Task objective: Please give again, exactly, every line of the material from the one containing "res.release_frame_targets(&mut backend);" to the end, including both of those lines.

>>>

//! Camera motion state carried between frames for history reprojection.

use glam::Mat4;

/// Previous and current view-projection of one camera.
///
/// `begin_frame` stores the current matrix; `commit` runs only after the
/// temporal blend of the frame was recorded, so the previous matrix seen by
/// frame N is always the current matrix of the last frame that committed.
#[derive(Clone, Debug, PartialEq)]
pub struct TemporalState {
    previous: Option<Mat4>,
    current: Mat4,
    history_valid: bool,
}

impl Default for TemporalState {
    fn default() -> Self {
        Self {
            previous: None,
            current: Mat4::IDENTITY,
            history_valid: false,
        }
    }
}

impl TemporalState {
    pub fn new() -> Self {
        Self::default()
    }

    pub fn begin_frame(&mut self, view_proj: Mat4) {
        self.current = view_proj;
    }

    pub fn current(&self) -> Mat4 {
        self.current
    }

    pub fn previous(&self) -> Option<Mat4> {
        self.previous
    }

    /// True when the history target holds a previous frame's blended result.
    pub fn history_valid(&self) -> bool {
        self.history_valid && self.previous.is_some()
    }

    /// Matrix handed to the blend pass. Falls back to the current matrix
    /// while history is invalid.
    pub fn reprojection_matrix(&self) -> Mat4 {
        match self.previous {
            Some(previous) if self.history_valid => previous,
            _ => self.current,
        }
    }

    pub fn commit(&mut self) {
        self.previous = Some(self.current);
        self.history_valid = true;
    }

    /// Called when the history target was (re)allocated.
    pub fn invalidate_history(&mut self) {
        self.history_valid = false;
    }

    pub fn reset(&mut self) {
        *self = Self::default();
    }
}

#[cfg(test)]
mod tests {
    use super::*;
    use glam::Vec3;

    fn vp(x: f32) -> Mat4 {
        Mat4::from_translation(Vec3::new(x, 0.0, 0.0))
    }

    #[test]
    fn test_first_frame_uses_current() {
        let mut t = TemporalState::new();
        t.begin_frame(vp(1.0));
        assert!(!t.history_valid());
        assert_eq!(t.reprojection_matrix(), vp(1.0));
    }

    #[test]
    fn test_one_frame_lag() {
        let mut t = TemporalState::new();
        for i in 0..5 {
            t.begin_frame(vp(i as f32));
            if i > 0 {
                assert_eq!(t.reprojection_matrix(), vp((i - 1) as f32));
            }
            t.commit();
        }
    }

    #[test]
    fn test_uncommitted_frame_keeps_previous() {
        let mut t = TemporalState::new();
        t.begin_frame(vp(1.0));
        t.commit();
        t.begin_frame(vp(2.0));
        t.begin_frame(vp(3.0));
        assert_eq!(t.reprojection_matrix(), vp(1.0));
    }

    #[test]
    fn test_invalidated_history() {
        let mut t = TemporalState::new();
        t.begin_frame(vp(1.0));
        t.commit();
        t.begin_frame(vp(2.0));
        t.invalidate_history();
        assert!(!t.history_valid());
        assert_eq!(t.reprojection_matrix(), vp(2.0));
        t.commit();
        assert!(t.history_valid());
    }
}
//! Per-camera registry of allocated render targets.

use std::collections::BTreeMap;

use crate::backend::{SsrBackend, TextureId};
use crate::error::SsrError;
use crate::targets::{Lifetime, TargetDesc, TargetKey};

/// Result of [`FrameResources::ensure`].
#[derive(Clone, Copy, Debug, PartialEq, Eq)]
pub struct Allocation {
    pub id: TextureId,
    /// True when the backend allocated a new texture for this call; its
    /// contents are undefined.
    pub fresh: bool,
}

#[derive(Clone, Debug)]
struct Entry {
    id: TextureId,
    desc: TargetDesc,
    lifetime: Lifetime,
}

#[derive(Debug, Default)]
pub struct FrameResources {
    entries: BTreeMap<TargetKey, Entry>,
}

impl FrameResources {
    pub fn new() -> Self {
        Self::default()
    }

    /// Allocate `key` with `desc`, or return the existing handle when the
    /// registered descriptor is identical. A stale handle registered under the
    /// same key with a different descriptor is released first.
    pub fn ensure(
        &mut self,
        backend: &mut dyn SsrBackend,
        key: TargetKey,
        desc: TargetDesc,
        lifetime: Lifetime,
    ) -> Result<Allocation, SsrError> {
        if let Some(entry) = self.entries.get_mut(&key) {
            if entry.desc == desc {
                entry.lifetime = lifetime;
                return Ok(Allocation {
                    id: entry.id,
                    fresh: false,
                });
            }
        }

        if let Some(stale) = self.entries.remove(&key) {
            log::debug!(
                "SSR target {key:?} changed {} -> {}, reallocating",
                stale.desc.size,
                desc.size
            );
            backend.release_target(stale.id);
        }

        if !backend.supports_target(&desc) {
            return Err(SsrError::UnsupportedFormat {
                key,
                format: desc.format,
            });
        }

        let id = backend.allocate_target(key, &desc)?;
        self.entries.insert(key, Entry { id, desc, lifetime });
        Ok(Allocation { id, fresh: true })
    }

    pub fn get(&self, key: TargetKey) -> Option<TextureId> {
        self.entries.get(&key).map(|e| e.id)
    }

    pub fn require(&self, key: TargetKey) -> Result<TextureId, SsrError> {
        self.get(key).ok_or(SsrError::MissingTarget(key))
    }

    pub fn desc(&self, key: TargetKey) -> Option<&TargetDesc> {
        self.entries.get(&key).map(|e| &e.desc)
    }

    /// Unregister without releasing. The caller owns the release, normally as
    /// a `Release` command after the last use.
    pub fn take(&mut self, key: TargetKey) -> Option<TextureId> {
        self.entries.remove(&key).map(|e| e.id)
    }

    /// Release every frame-lifetime target; persistent ones stay registered.
    pub fn release_frame_targets(&mut self, backend: &mut dyn SsrBackend) {
        let frame_keys: Vec<TargetKey> = self
            .entries
            .iter()
            .filter(|(_, e)| e.lifetime == Lifetime::Frame)
            .map(|(k, _)| *k)
            .collect();
        for key in frame_keys {
            if let Some(entry) = self.entries.remove(&key) {
                backend.release_target(entry.id);
            }
        }
    }

    pub fn release_all(&mut self, backend: &mut dyn SsrBackend) {
        for (_, entry) in std::mem::take(&mut self.entries) {
            backend.release_target(entry.id);
        }
    }

    pub fn len(&self) -> usize {
        self.entries.len()
    }

    pub fn is_empty(&self) -> bool {
        self.entries.is_empty()
    }

    pub fn keys(&self) -> impl Iterator<Item = TargetKey> + '_ {
        self.entries.keys().copied()
    }
}

#[cfg(test)]
mod tests {
    use super::*;
    use crate::recording::RecordingBackend;
    use crate::targets::TargetFormat;
    use crate::texture_size::TextureSize;

    fn desc(w: u32, h: u32) -> TargetDesc {
        TargetDesc::color(TextureSize::new(w, h), TargetFormat::Rgba16Float)
    }

    #[test]
    fn test_ensure_is_idempotent() {
        let mut backend = RecordingBackend::new();
        let mut res = FrameResources::new();
        let a = res
            .ensure(&mut backend, TargetKey::Resolved, desc(960, 540), Lifetime::Frame)
            .unwrap();
        let b = res
            .ensure(&mut backend, TargetKey::Resolved, desc(960, 540), Lifetime::Frame)
            .unwrap();
        assert!(a.fresh);
        assert!(!b.fresh);
        assert_eq!(a.id, b.id);
        assert_eq!(backend.live_count(), 1);
    }

    #[test]
    fn test_changed_desc_releases_stale() {
        let mut backend = RecordingBackend::new();
        let mut res = FrameResources::new();
        let a = res
            .ensure(&mut backend, TargetKey::Combine, desc(64, 64), Lifetime::Frame)
            .unwrap();
        let b = res
            .ensure(&mut backend, TargetKey::Combine, desc(32, 32), Lifetime::Frame)
            .unwrap();
        assert_ne!(a.id, b.id);
        assert!(b.fresh);
        assert!(!backend.is_live(a.id));
        assert_eq!(backend.live_count(), 1);
    }

    #[test]
    fn test_unsupported_format_fails_allocation() {
        let mut backend = RecordingBackend::new();
        backend.disable_format(TargetFormat::Rgba32Float);
        let mut res = FrameResources::new();
        let err = res
            .ensure(
                &mut backend,
                TargetKey::HitData,
                TargetDesc::color(TextureSize::new(8, 8), TargetFormat::Rgba32Float),
                Lifetime::Frame,
            )
            .unwrap_err();
        assert!(err.is_degradable());
        assert!(res.get(TargetKey::HitData).is_none());
        assert_eq!(backend.live_count(), 0);
    }

    #[test]
    fn test_release_frame_keeps_persistent() {
        let mut backend = RecordingBackend::new();
        let mut res = FrameResources::new();
        res.ensure(&mut backend, TargetKey::TaaCurrent, desc(8, 8), Lifetime::Frame)
            .unwrap();
        let history = res
            .ensure(&mut backend, TargetKey::TaaHistory, desc(8, 8), Lifetime::Persistent)
            .unwrap();
        res.release_frame_targets(&mut backend);
        assert_eq!(res.keys().collect::<Vec<_>>(), vec![TargetKey::TaaHistory]);
        assert!(backend.is_live(history.id));
        assert_eq!(backend.live_count(), 1);

        res.release_all(&mut backend);
        assert!(res.is_empty());
        assert_eq!(backend.live_count(), 0);
    }
}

<<<

Exercise response:
        res.release_frame_targets(&mut backend);
        assert_eq!(res.keys().collect::<Vec<_>>(), vec![TargetKey::TaaHistory]);
        assert!(backend.is_live(history.id));
        assert_eq!(backend.live_count(), 1);

        res.release_all(&mut backend);
        assert!(res.is_empty());
        assert_eq!(backend.live_count(), 0);
    }
}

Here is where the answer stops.